WORK ITEM: Each of the following records is to be output exactly.

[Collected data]
-- Opening Marker --
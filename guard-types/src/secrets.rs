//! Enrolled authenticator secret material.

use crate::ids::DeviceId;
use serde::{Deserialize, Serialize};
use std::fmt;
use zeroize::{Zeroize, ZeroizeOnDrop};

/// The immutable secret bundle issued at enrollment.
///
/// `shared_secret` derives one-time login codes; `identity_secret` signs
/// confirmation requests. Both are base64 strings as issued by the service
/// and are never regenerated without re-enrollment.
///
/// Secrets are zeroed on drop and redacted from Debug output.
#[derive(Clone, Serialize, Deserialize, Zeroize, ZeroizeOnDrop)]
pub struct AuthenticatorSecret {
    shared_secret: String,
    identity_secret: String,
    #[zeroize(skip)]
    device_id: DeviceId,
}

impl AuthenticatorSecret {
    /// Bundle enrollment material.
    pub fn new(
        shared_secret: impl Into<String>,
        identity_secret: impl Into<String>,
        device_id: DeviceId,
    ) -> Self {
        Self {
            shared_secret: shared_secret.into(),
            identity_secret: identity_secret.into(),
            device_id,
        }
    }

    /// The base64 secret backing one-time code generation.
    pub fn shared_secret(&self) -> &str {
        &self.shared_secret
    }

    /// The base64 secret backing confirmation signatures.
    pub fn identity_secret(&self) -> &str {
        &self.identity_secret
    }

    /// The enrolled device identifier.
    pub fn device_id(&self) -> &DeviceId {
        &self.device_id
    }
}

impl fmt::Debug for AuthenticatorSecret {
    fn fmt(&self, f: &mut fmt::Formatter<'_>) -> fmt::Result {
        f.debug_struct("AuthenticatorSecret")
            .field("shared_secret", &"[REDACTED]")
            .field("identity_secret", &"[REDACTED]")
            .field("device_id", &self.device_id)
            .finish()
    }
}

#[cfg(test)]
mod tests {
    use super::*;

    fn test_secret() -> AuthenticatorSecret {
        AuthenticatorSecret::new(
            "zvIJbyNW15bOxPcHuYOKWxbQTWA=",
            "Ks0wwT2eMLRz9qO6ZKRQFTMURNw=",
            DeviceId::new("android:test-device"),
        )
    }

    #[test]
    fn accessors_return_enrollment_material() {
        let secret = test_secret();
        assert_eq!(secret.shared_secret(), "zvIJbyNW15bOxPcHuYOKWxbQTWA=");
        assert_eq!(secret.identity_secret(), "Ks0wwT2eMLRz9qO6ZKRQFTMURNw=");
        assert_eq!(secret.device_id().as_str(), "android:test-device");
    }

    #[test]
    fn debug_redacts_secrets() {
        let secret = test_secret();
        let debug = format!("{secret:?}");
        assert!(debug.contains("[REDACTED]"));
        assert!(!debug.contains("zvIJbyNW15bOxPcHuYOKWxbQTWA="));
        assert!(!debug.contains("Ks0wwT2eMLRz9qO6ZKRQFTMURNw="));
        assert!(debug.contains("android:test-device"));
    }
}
-- Closing Marker --
RESULT OF THE EXERCISE:
filename guard-types/src/secrets.rs
//! Enrolled authenticator secret material.

use crate::ids::DeviceId;
use serde::{Deserialize, Serialize};
use std::fmt;
use zeroize::{Zeroize, ZeroizeOnDrop};

/// The immutable secret bundle issued at enrollment.
///
/// `shared_secret` derives one-time login codes; `identity_secret` signs
/// confirmation requests. Both are base64 strings as issued by the service
/// and are never regenerated without re-enrollment.
///
/// Secrets are zeroed on drop and redacted from Debug output.
#[derive(Clone, Serialize, Deserialize, Zeroize, ZeroizeOnDrop)]
pub struct AuthenticatorSecret {
    shared_secret: String,
    identity_secret: String,
    #[zeroize(skip)]
    device_id: DeviceId,
}

impl AuthenticatorSecret {
    /// Bundle enrollment material.
    pub fn new(
        shared_secret: impl Into<String>,
        identity_secret: impl Into<String>,
        device_id: DeviceId,
    ) -> Self {
        Self {
            shared_secret: shared_secret.into(),
            identity_secret: identity_secret.into(),
            device_id,
        }
    }

    /// The base64 secret backing one-time code generation.
    pub fn shared_secret(&self) -> &str {
        &self.shared_secret
    }

    /// The base64 secret backing confirmation signatures.
    pub fn identity_secret(&self) -> &str {
        &self.identity_secret
    }

    /// The enrolled device identifier.
    pub fn device_id(&self) -> &DeviceId {
        &self.device_id
    }
}

impl fmt::Debug for AuthenticatorSecret {
    fn fmt(&self, f: &mut fmt::Formatter<'_>) -> fmt::Result {
        f.debug_struct("AuthenticatorSecret")
            .field("shared_secret", &"[REDACTED]")
            .field("identity_secret", &"[REDACTED]")
            .field("device_id", &self.device_id)
            .finish()
    }
}

#[cfg(test)]
mod tests {
    use super::*;

    fn test_secret() -> AuthenticatorSecret {
        AuthenticatorSecret::new(
            "zvIJbyNW15bOxPcHuYOKWxbQTWA=",
            "Ks0wwT2eMLRz9qO6ZKRQFTMURNw=",
            DeviceId::new("android:test-device"),
        )
    }

    #[test]
    fn accessors_return_enrollment_material() {
        let secret = test_secret();
        assert_eq!(secret.shared_secret(), "zvIJbyNW15bOxPcHuYOKWxbQTWA=");
        assert_eq!(secret.identity_secret(), "Ks0wwT2eMLRz9qO6ZKRQFTMURNw=");
        assert_eq!(secret.device_id().as_str(), "android:test-device");
    }

    #[test]
    fn debug_redacts_secrets() {
        let secret = test_secret();
        let debug = format!("{secret:?}");
        assert!(debug.contains("[REDACTED]"));
        assert!(!debug.contains("zvIJbyNW15bOxPcHuYOKWxbQTWA="));
        assert!(!debug.contains("Ks0wwT2eMLRz9qO6ZKRQFTMURNw="));
        assert!(debug.contains("android:test-device"));
    }
}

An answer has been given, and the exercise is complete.